Enfin, et, pour dire vrai, ce ne fut pas long. M. Swiveller avait expédié autant de rôties et de thé que la prudence permettait de lui en donner, à cette époque de sa convalescence. Mais les soins de la marquise ne s’arrêtèrent pas là, car ayant disparu un instant, elle revint presque aussitôt avec une cuvette pleine d’une eau bien claire. Elle lava le visage et les mains de Richard, lui brossa les cheveux, et l’eut bientôt rendu aussi propre, aussi coquet qu’on peut l’être en pareille circonstance ; et tout cela vivement, d’un air dégagé, comme si Richard n’eût été qu’un petit enfant dont elle fût elle-même la bonne. M. Swiveller se prêtait à ces divers soins avec un étonnement plein de reconnaissance qui ne lui permettait pas de parler. Quand tout fut achevé, quand la marquise se fut retirée dans un coin à distance pour prendre son mince déjeuner, qui s’était passablement refroidi, Richard détourna quelques moments son visage, et agita gaiement ses mains en l’air.

« Messieurs, dit-il après cette pause et en se retournant vers la compagnie, j’espère que vous m’excuserez. Les gens qui sont tombés aussi bas que je l’ai été, sont aisément fatigués. Me voilà dispos maintenant et en état de causer. Nous sommes à court de sièges ici, sans compter bien d’autres bagatelles qui y manquent aussi ; mais si vous daignez vous asseoir sur mon lit…

— Que pouvons-nous faire pour vous ? dit M. Garland avec effusion.

— Si vous pouviez faire de la marquise que voilà une vraie marquise, et non pas une marquise de contrebande, je vous serais reconnaissant d’opérer cette métamorphose en un tour de main.

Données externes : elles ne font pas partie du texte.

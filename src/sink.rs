//! Record sinks
//!
//! Generators push records into a [`RecordSink`]. Files are created (and
//! truncated) when the sink is opened; nothing is cleaned up on failure.

use crate::error::GenerateResult;
use serde::Serialize;
use std::fs::File;
use std::io::{BufWriter, Write};
use std::path::Path;
use tracing::debug;

/// Destination for generated records
pub trait RecordSink<T> {
    fn write_record(&mut self, record: &T) -> GenerateResult<()>;

    /// Flush buffered output. Sinks that only write on finish (JSON) do so
    /// here.
    fn finish(&mut self) -> GenerateResult<()> {
        Ok(())
    }
}

/// In-memory sink, used by tests and by callers that post-process records
impl<T: Clone> RecordSink<T> for Vec<T> {
    fn write_record(&mut self, record: &T) -> GenerateResult<()> {
        self.push(record.clone());
        Ok(())
    }
}

/// CSV file whose header row is written as soon as the sink is opened
pub struct CsvSink<W: Write> {
    writer: csv::Writer<W>,
    rows: usize,
}

impl CsvSink<BufWriter<File>> {
    pub fn create(path: impl AsRef<Path>, headers: &[&str]) -> GenerateResult<Self> {
        let path = path.as_ref();
        debug!("Opening CSV output {:?}", path);
        let file = File::create(path)?;
        Self::from_writer(BufWriter::new(file), headers)
    }
}

impl<W: Write> CsvSink<W> {
    pub fn from_writer(writer: W, headers: &[&str]) -> GenerateResult<Self> {
        let mut writer = csv::WriterBuilder::new()
            .has_headers(false)
            .from_writer(writer);
        writer.write_record(headers)?;
        Ok(Self { writer, rows: 0 })
    }

    pub fn rows(&self) -> usize {
        self.rows
    }

    pub fn into_inner(self) -> GenerateResult<W> {
        self.writer
            .into_inner()
            .map_err(|e| crate::error::GenerateError::Io(e.into_error()))
    }
}

impl<T: Serialize, W: Write> RecordSink<T> for CsvSink<W> {
    fn write_record(&mut self, record: &T) -> GenerateResult<()> {
        self.writer.serialize(record)?;
        self.rows += 1;
        Ok(())
    }

    fn finish(&mut self) -> GenerateResult<()> {
        self.writer.flush()?;
        Ok(())
    }
}

/// Pretty-printed JSON array, written in one piece on [`RecordSink::finish`]
pub struct JsonArraySink<W: Write> {
    writer: Option<W>,
    records: Vec<serde_json::Value>,
}

impl JsonArraySink<BufWriter<File>> {
    pub fn create(path: impl AsRef<Path>) -> GenerateResult<Self> {
        let path = path.as_ref();
        debug!("Opening JSON output {:?}", path);
        let file = File::create(path)?;
        Ok(Self::from_writer(BufWriter::new(file)))
    }
}

impl<W: Write> JsonArraySink<W> {
    pub fn from_writer(writer: W) -> Self {
        Self {
            writer: Some(writer),
            records: Vec::new(),
        }
    }

    pub fn len(&self) -> usize {
        self.records.len()
    }

    pub fn is_empty(&self) -> bool {
        self.records.is_empty()
    }
}

impl<T: Serialize, W: Write> RecordSink<T> for JsonArraySink<W> {
    fn write_record(&mut self, record: &T) -> GenerateResult<()> {
        self.records.push(serde_json::to_value(record)?);
        Ok(())
    }

    fn finish(&mut self) -> GenerateResult<()> {
        // A second finish is a no-op
        if let Some(mut writer) = self.writer.take() {
            serde_json::to_writer_pretty(&mut writer, &self.records)?;
            writer.flush()?;
        }
        Ok(())
    }
}

#[cfg(test)]
mod tests {
    use super::*;
    use serde::Serialize;

    #[derive(Serialize, Clone)]
    struct Row {
        id: String,
        value: u32,
        note: Option<String>,
    }

    const HEADERS: &[&str] = &["id", "value", "note"];

    fn rows() -> Vec<Row> {
        vec![
            Row { id: "A-1".to_string(), value: 1, note: Some("x, y".to_string()) },
            Row { id: "A-2".to_string(), value: 2, note: None },
        ]
    }

    #[test]
    fn test_csv_sink_writes_header_once() {
        let mut sink = CsvSink::from_writer(Vec::new(), HEADERS).unwrap();
        for row in rows() {
            sink.write_record(&row).unwrap();
        }
        RecordSink::<Row>::finish(&mut sink).unwrap();
        assert_eq!(sink.rows(), 2);
        let text = String::from_utf8(sink.into_inner().unwrap()).unwrap();
        assert_eq!(text, "id,value,note\nA-1,1,\"x, y\"\nA-2,2,\n");
    }

    #[test]
    fn test_csv_sink_without_rows_keeps_header() {
        let mut sink = CsvSink::from_writer(Vec::new(), HEADERS).unwrap();
        RecordSink::<Row>::finish(&mut sink).unwrap();
        assert_eq!(sink.rows(), 0);
        let text = String::from_utf8(sink.into_inner().unwrap()).unwrap();
        assert_eq!(text, "id,value,note\n");
    }

    #[test]
    fn test_json_sink_writes_array_on_finish() {
        let mut buf = Vec::new();
        {
            let mut sink = JsonArraySink::from_writer(&mut buf);
            for row in rows() {
                sink.write_record(&row).unwrap();
            }
            assert_eq!(sink.len(), 2);
            RecordSink::<Row>::finish(&mut sink).unwrap();
            RecordSink::<Row>::finish(&mut sink).unwrap();
        }
        let parsed: serde_json::Value = serde_json::from_slice(&buf).unwrap();
        let array = parsed.as_array().unwrap();
        assert_eq!(array.len(), 2);
        assert_eq!(array[0]["id"], "A-1");
        assert!(array[1]["note"].is_null());
    }

    #[test]
    fn test_vec_sink_collects() {
        let mut sink: Vec<Row> = Vec::new();
        for row in rows() {
            sink.write_record(&row).unwrap();
        }
        assert_eq!(sink.len(), 2);
    }
}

Mais comme c’est impossible, et qu’il ne s’agit pas ici de ce que vous pouvez faire pour moi, mais de ce que vous pouvez faire pour quelqu’un qui a bien autrement de droits à votre intérêt, apprenez-moi, je vous prie, monsieur, comment vous comptez agir.

— C’est surtout pour cela que nous sommes venus, dit le locataire ; car bientôt vous allez recevoir une autre visite. Nous avions peur que vous ne fussiez inquiet si vous n’appreniez pas de notre propre bouche les démarches auxquelles nous comptons nous livrer ; et en conséquence nous avons voulu vous voir avant de poursuivre l’affaire.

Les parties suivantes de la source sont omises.